Jane Routh reviews Okapi by Fiona Moore (Blue Diode Press, 2024)

Okapi

was my best word my favourite creature
her graceful stripey oddness went with her name
I said it and said it
playing with my plastic zoo putting her
alongside leopard     zebra     lion     giraffe
whose bright patterns on the carpet’s worn savannah
made the world that began to age at my birth

bright too was my grandparents’ lawn
thick with miniature flowers from which sprang
between each mowing
daisies I picked for chains
stroking their petals tipped with the cochineal
granny mixed into her apple snow

Fiona Moore’s early pamphlets and The Distal Point (a P.B.S. recommendation) gave us some memorable poems. For Okapi, her second book, she switches – as the cover blurb puts it – to “a single book-length poem set mostly […] in a Hebridean Island during the pandemic”. And, as I’d have anticipated, she can write wonderful lines about sea and its landscapes:

on the walk back     salt-haired and euphoric
how harebells glow in the machair
how oxeye daisies and meadowsweet
and dark round seedheads of knapweed

how the new moon startles over the hill’s edge
the evening star a hang-glider
swung above its canopy

Yet what is most interesting about Okapi is its form. This is a long poem – over fifty pages. It eschews punctuation. And also capital letters (with one exception, to which I’ll return later). But as well as lineation, it does retain stanzas, using asterisks between groups of them to mark a shift of form and idea. You might, for example, open to a page of three-line stanzas followed, after an asterisk, by two nine-liners. I think of these stanza groupings as ‘poem-units’: in many ways they read like independent poems of scenes or encounters which are complete in themselves, but which are incorporated as building blocks for the whole.

On my first reading, I didn’t actually notice rows of three asterisks. These divide the poem almost invisibly into five main sections, the first of which is of childhood memories. The poem’s title and first word is ‘okapi’ 

my best word my favourite creature
her graceful stripey oddness went with her name
I said it and said it
playing with my plastic zoo

A couple of asterisks (poem-units) later, much the greater part of what is remembered from childhood is idyllic holidays to Eigg in the Inner Hebrides:

by day and in dreams that island
lay in seas that could take all colours of the rainbow
beyond it unrolled a frieze of mountains
steep as fairy castles
on the far side     were there
more islands     pale shadows   floating
out of a blue-gold haze

Although there are strong pieces here (such as “did we nearly drown”), I think a reader always has to be a little patient with others’ childhood memories. Their function within the long poem is to establish how deeply embedded are the interests and values of early life (“all year the island would be with me”) which the poem expands on as it shifts into the present tense and lockdown in the Outer Hebrides – initially on the west side of Harris where, “when there’s a swell too rough to swim / I walk along the atlantic shore / ears full of thunder”. 

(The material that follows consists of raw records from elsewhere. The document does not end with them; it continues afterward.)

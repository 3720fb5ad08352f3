//! Loads a pre-parsed taxonomy snapshot from a JSON fixture file.
//!
//! Parsing a real NCBI taxdump archive is out of scope for this workspace
//! (see the crate-level Non-goals); this is the on-disk format `ttm ingest
//! --fixture` reads instead, meant for local testing and small synthetic
//! taxonomies rather than production ingestion of the real dump.

use serde::Deserialize;

use ttm_core::ingest::{InMemorySnapshot, SnapshotNode};
use ttm_core::TaxId;

use crate::error::{CliError, Result};

#[derive(Debug, Deserialize)]
struct FixtureNode {
    tax_id: String,
    parent_id: Option<String>,
    name: String,
    rank: Option<String>,
}

#[derive(Debug, Deserialize)]
struct FixtureFile {
    path: String,
    version_date: chrono::NaiveDate,
    nodes: Vec<FixtureNode>,
}

pub fn load(fixture_path: &str) -> Result<InMemorySnapshot> {
    let raw = std::fs::read_to_string(fixture_path)?;
    let fixture: FixtureFile = serde_json::from_str(&raw)?;

    if fixture.nodes.is_empty() {
        return Err(CliError::fixture(format!(
            "{fixture_path} contains no taxonomy nodes"
        )));
    }

    Ok(InMemorySnapshot {
        path: fixture.path,
        version_date: fixture.version_date,
        nodes: fixture
            .nodes
            .into_iter()
            .map(|n| SnapshotNode {
                tax_id: TaxId::from(n.tax_id),
                parent_id: n.parent_id.map(TaxId::from),
                name: n.name,
                rank: n.rank,
            })
            .collect(),
    })
}

#[cfg(test)]
mod tests {
    use super::*;
    use std::io::Write;

    #[test]
    fn loads_a_minimal_fixture() {
        let mut file = tempfile::NamedTempFile::new().unwrap();
        write!(
            file,
            r#"{{
                "path": "snap-1",
                "version_date": "2020-01-01",
                "nodes": [
                    {{"tax_id": "1", "parent_id": null, "name": "root", "rank": "no rank"}},
                    {{"tax_id": "2", "parent_id": "1", "name": "Bacteria", "rank": "superkingdom"}}
                ]
            }}"#
        )
        .unwrap();

        let snapshot = load(file.path().to_str().unwrap()).unwrap();
        assert_eq!(snapshot.path, "snap-1");
        assert_eq!(snapshot.nodes.len(), 2);
    }

    #[test]
    fn rejects_a_fixture_with_no_nodes() {
        let mut file = tempfile::NamedTempFile::new().unwrap();
        write!(
            file,
            r#"{{"path": "empty", "version_date": "2020-01-01", "nodes": []}}"#
        )
        .unwrap();
        assert!(load(file.path().to_str().unwrap()).is_err());
    }
}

She can write wonderful lines about sea and its landscapes

By autumn, Fiona Moore has moved across to the east side of Harris facing the Minch, “from [w]here the world curves away / a stony coastline deeply indented / by sea lochs scattered with islets”. These are all landscapes I know well and take great pleasure in how they’re rendered here, not just in lyric descriptions – but for brief nods to dune conservation or social history, or the list poem-unit of seven three-liners given over to translating the Gaelic names of local lochs:

loch of the small tree
fank loch
loch of the red-throated diver who may still nest there

inlet or heel loch
loch of the narrows
road loch

loch of sorrow or the axle tree or possibly the haystack
long-backed loch
grey fank loch

What else is there to do in lockdown besides translate names on the map? “My partner is visiting in dreams again / maybe an isolation syndrome / along with the realisation that if there’s enough / going on in your head / you can make a drama of any household thing” she writes, while watching news from beyond “the sea loch’s bright slash” and naming “small domestic hatreds” or gazing at a photo and then looking back to “once upon a time”. These backward glances the poem tracks are various – once again to childhood and Eigg; to working life with a cabinet office meeting; to a team away day; to her granny; to her schooldays and the reflection of “how could we in that classroom have known / life speeds us up” which the poem then spins out into wider climate questions:

how to train the mind to stay afloat
above the epochs     on the scale of galaxies
aware that the remarkable 
green era that nurtured us
won’t last forever anyway
would this take me beyond the dark

The poem approaches a climax of despair here with:

we are all prey we are eating each other we have
eaten our young rather than change our lives

and at this point it returns briefly to the image of the childhood toy which opened the poem: “will even zoos save my okapi / her striped hindquarters mimicking slats of light”. But we are in Harris, remember, where the land can still offer succour from such climate nightmares because “plunging into the sea disentangles the brain / very cold” or “lichen calms the heart      it doesn’t move”. The poem briefly journeys south “down the eleven-hour tunnel of the night / […] to find london / smeared in oil and soot” before it winters in the Hebrides with more fine writings about the short dark days and ferocious winds – interspersed with the occasional pithy gem of a haiku-poem-unit:

a box of 80
teabags shouldn’t go this fast
or is it the days

As the weather begins to soften, we’re also offered a comparison with “another island far away” where “spring starts in winter” as well as a brief trip to an “outpost” – though, after overwintering so well in Harris, for both of these places I did need the endnotes to know where I was (Greek Evia, then St. Kilda). Here, the poem’s energy seems to have dissipated somewhat, before it builds an ending to dream for her late partner and close with what opened the poem: the child’s okapi and the flowers on her grandparents’ lawn.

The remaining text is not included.